Süt sığırlarının beslenmesinde doğumdan önceki ve sonraki 3-4 haftalık zaman diliminin çok önemli olduğunu daha önceki yazılarda belirtmiştik. Yaklaşık 6-8 haftayı kapsayan ve geçiş dönemi olarak isimlendirilen bu dönemde uygulanan bakım ve besleme yöntemleri bir damızlık işletmenin karlılığını ve geleceğini belirleyen en önemli dönemlerden biri, hatta en önemlisidir.
Doğumdan sonra ineklerin beslenmeleri ve gruplandırılmalarında farklı stratejiler uygulanmaktadır. Bazı çiftliklerde yeni doğuran hayvanlar, ağız sütlerinin sağıldığı ve bakımların yapıldığı doğumhanede geçirecekleri 3-4 günlük dönemden sonra direk yüksek verimli ineklerin grubuna alınmaktadırlar. Bazı çiftliklerde ise inekler doğumdan sonra geçiş dönemini kapsayan ilk 3-4 haftalık dönem için oluşturulan yeni doğuran grubunda tutulmaktadırlar.
Çiftlikte yeni doğuran grubunun oluşturulmasının ve doğumdan sonraki 3-4 haftalık dönemde hayvanların bir adaptasyon grubunda tutulmasının birçok avantajı bulunmaktadır. Bunları şöyle sıralayabiliriz :
Yeni Doğuran Hayvanların Beslenmesinde Bazı Önemli Faktörler
Yeni doğuran hayvanların kuru madde tüketimleri oldukça düşüktür. Doğumdan sonraki ilk günlerde daha düşük olmakla birlikte, ilk bir ay içerisinde 18-20 kg’ı geçemez. Bu nedenle yüksek verimli ve hızlı pik verime ulaşmakta olan ineklerin enerji gereksinimlerini tüketilebilen bu düşük kuru madde ile karşılamak zordur. Yüksek verimli inekler bu dönemde enerji ihtiyaçlarını karşılayamazlar ve negatif enerji dengesine girerler. İneklerin bu dönemde bir miktar kondisyon kaybetmeleri normaldir ve ineklerin doğumdan sonraki ilk 10 hafta içerisinde 1 kondisyon kaybetmeleri normal karşılanır. Ancak kondisyon kaybı çok hızlı ve aşırı düzeyde olursa bir çok metabolik hastalık ve döl verimi kaybı oluşur. Hayvanlar pik verime ulaşamazlar ve bu da toplam laktasyon verimini ciddi şekilde etkiler. Hayvanın kabiliyeti olan pik düzeydeki verimden her 1 kg daha düşük pik verime ulaşması bir laktasyon döneminde yaklaşık 225-250 kg civarında daha az süt elde edilmesine neden olur. Buradan birkaç kilogramlık pik verim kaybının toplamda ne kadar fazla süt kaybına neden olacağı tahmin edilebilir.
Erken laktasyon dönemindeki beslenme hayvanın sağlığı ve döl verimi üzerine çok ciddi etkilere sahiptir. Metabolik hastalıkların oluşma riski ve üreme faaliyetlerinin yeniden sağlıklı bir şekilde başlaması, döl verim kabiliyetinin yüksek olması bu dönemdeki enerji dengesinin iyi kurulması ve hayvanın desteklenmesi ile yakından ilgilidir. Bu nedenle erken laktasyondaki hayvanlarda rasyonun kuru madde ve enerji dengesi ile kalsiyum beslenmesinin yönetilmesi önem taşımaktadır. Doğumdan sonra aşırı kondisyon kaybının döl verimine etkisi aşağıdaki tabloda görülmektedir.
Tablo.
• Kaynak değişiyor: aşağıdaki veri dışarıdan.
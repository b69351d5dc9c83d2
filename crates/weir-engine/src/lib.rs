//! Workflow compilation and scheduling engine.
//!
//! Compiles a `weir-workflow` model into a graph of `weir-exec` entities and
//! drives it with a bounded worker pool.

mod engine;
mod error;
mod events;
mod runner;

pub use engine::{Engine, Execution, ExecutionReport, KindRegistry, TaskFactory, TaskReport};
pub use error::{CompileError, EngineError};
pub use events::{ChannelNotifier, ExecutionEvent, ExecutionNotifier, NoopNotifier};
pub use runner::{RunnerConfig, TaskRunner};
Doğumdan sonra kondisyon kaybı ve döl verimine etkileri
Doğum sonrası ilk 5 hafta da kondisyon kaybı | İlk tohumlamada gebe kalma oranı | İlk ovulasyona kadar geçen süre, (gün) | İlk kızgınlığa kadar geçen süre | Gebeliğe kadar geçen süre (gün) |
< 0.5 0.5 – 1.0 > 1.0 | % 65 % 53 % 17 | 27 31 42 | 48 41 62 | 73 90 116 |
Şiddetli negatif enerji dengesinde olan yüksek verimli ineklerde kan glikoz düzeyi azalır. Buna bağlı olarak insülin ve insülin benzeri büyüme faktörü ( IGF-I) ,LH hormon aktivitesi azalır, büyüme hormonu (GH), esterifiye olmamış yağ asitleri (NEFA) ve betahidroksi bütirat ( BHBA) düzeyleri yükselir. Sonuç olarak ta hayvanlarda yumurtalık aktiviteleri ve gelişimi bozulur. Kızgınlık faaliyetleri, üreme faaliyetleri aksar. Kızgınlık gösterenlerin belirtileri de düşük olacağından tohumlama faaliyetleri sürüde azalır ve ayrıca gebe kalma oranı da düşer. Bu durum sadece enerji noksanlığı ile ilgili değil aynı zamanda enerji kaynağının türü ile de ilgilidir. Toplam karmadaki nişasta ve kolay eriyebilir karbonhidrat kaynaklarının düşük olması döl verimini olumsuz olarak etkileyen önemli bir faktördür. Enerji düzeyinde belirgin bir eksiklik olmayıp fakat enerji kaynakları büyük oranda yağa dayanıyor ve kolay eriyebilir karbonhidratlar bakımından rasyon eksik kalıyorsa da ciddi döl verimi problemleri ortaya çıkar. Erken laktasyon dönemindeki ineklerde total rasyonda % 30’a yakın oranda nişasta ve kolay eriyebilir karbonhidrat kaynaklarının olması üreme faaliyetleri bakımından gerekmektedir. Özellikle mısır silajı yedirilmeyen ya da az yedirilen hayvanlarda bu risk daha da fazlalaşmaktadır. Enerji eksikliğini tamamlamak üzere yağ katkısı ( by-pass yağ) yapılmasının da rasyonda yeterli kolay eriyebilir karbonhidrat kaynakları bulunması şartıyla, aşırı kondisyon kaybını engelleyerek döl verimi üzerine olumlu etkisi olduğu kanıtlanmış durumdadır.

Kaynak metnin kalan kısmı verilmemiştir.